[[ EXTRACTED ENTRIES, beginning ]]
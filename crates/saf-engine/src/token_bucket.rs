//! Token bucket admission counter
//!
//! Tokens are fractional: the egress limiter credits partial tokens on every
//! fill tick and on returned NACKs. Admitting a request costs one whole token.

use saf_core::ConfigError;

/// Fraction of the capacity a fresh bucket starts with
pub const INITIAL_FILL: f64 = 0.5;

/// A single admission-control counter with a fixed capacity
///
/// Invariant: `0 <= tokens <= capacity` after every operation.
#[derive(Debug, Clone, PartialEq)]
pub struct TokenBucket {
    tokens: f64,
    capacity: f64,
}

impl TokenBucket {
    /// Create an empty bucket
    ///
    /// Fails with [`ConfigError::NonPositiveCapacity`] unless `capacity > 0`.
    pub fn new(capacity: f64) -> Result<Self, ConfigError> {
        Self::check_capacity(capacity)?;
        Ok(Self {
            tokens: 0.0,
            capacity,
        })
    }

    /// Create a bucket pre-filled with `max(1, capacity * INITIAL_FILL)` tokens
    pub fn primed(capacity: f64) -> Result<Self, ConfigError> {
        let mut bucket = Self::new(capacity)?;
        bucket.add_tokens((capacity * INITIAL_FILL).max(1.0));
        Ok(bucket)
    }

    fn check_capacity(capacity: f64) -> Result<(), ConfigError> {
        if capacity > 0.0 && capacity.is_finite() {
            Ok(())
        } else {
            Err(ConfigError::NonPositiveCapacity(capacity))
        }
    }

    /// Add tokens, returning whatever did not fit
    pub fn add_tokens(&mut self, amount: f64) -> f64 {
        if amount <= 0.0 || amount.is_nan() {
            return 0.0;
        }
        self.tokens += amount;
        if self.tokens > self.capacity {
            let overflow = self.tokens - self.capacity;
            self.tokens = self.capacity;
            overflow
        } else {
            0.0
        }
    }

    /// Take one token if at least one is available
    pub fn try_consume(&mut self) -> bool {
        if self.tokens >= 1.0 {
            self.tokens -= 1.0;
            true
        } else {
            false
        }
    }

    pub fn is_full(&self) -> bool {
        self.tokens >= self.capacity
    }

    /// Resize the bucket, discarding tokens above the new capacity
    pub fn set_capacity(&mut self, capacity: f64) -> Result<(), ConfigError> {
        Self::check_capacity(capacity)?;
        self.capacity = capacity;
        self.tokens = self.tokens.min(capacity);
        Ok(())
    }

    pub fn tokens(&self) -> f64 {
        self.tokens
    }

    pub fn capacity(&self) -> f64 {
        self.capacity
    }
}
[[ EXTRACTED ENTRIES, end ]]
AIM OF THE TASK: The line containing "Create a bucket" begins the span, and the last line of the records above ends it. Return that span exactly, and nothing outside it.

EXERCISE SOLUTION:
    /// Create a bucket pre-filled with `max(1, capacity * INITIAL_FILL)` tokens
    pub fn primed(capacity: f64) -> Result<Self, ConfigError> {
        let mut bucket = Self::new(capacity)?;
        bucket.add_tokens((capacity * INITIAL_FILL).max(1.0));
        Ok(bucket)
    }

    fn check_capacity(capacity: f64) -> Result<(), ConfigError> {
        if capacity > 0.0 && capacity.is_finite() {
            Ok(())
        } else {
            Err(ConfigError::NonPositiveCapacity(capacity))
        }
    }

    /// Add tokens, returning whatever did not fit
    pub fn add_tokens(&mut self, amount: f64) -> f64 {
        if amount <= 0.0 || amount.is_nan() {
            return 0.0;
        }
        self.tokens += amount;
        if self.tokens > self.capacity {
            let overflow = self.tokens - self.capacity;
            self.tokens = self.capacity;
            overflow
        } else {
            0.0
        }
    }

    /// Take one token if at least one is available
    pub fn try_consume(&mut self) -> bool {
        if self.tokens >= 1.0 {
            self.tokens -= 1.0;
            true
        } else {
            false
        }
    }

    pub fn is_full(&self) -> bool {
        self.tokens >= self.capacity
    }

    /// Resize the bucket, discarding tokens above the new capacity
    pub fn set_capacity(&mut self, capacity: f64) -> Result<(), ConfigError> {
        Self::check_capacity(capacity)?;
        self.capacity = capacity;
        self.tokens = self.tokens.min(capacity);
        Ok(())
    }

    pub fn tokens(&self) -> f64 {
        self.tokens
    }

    pub fn capacity(&self) -> f64 {
        self.capacity
    }
}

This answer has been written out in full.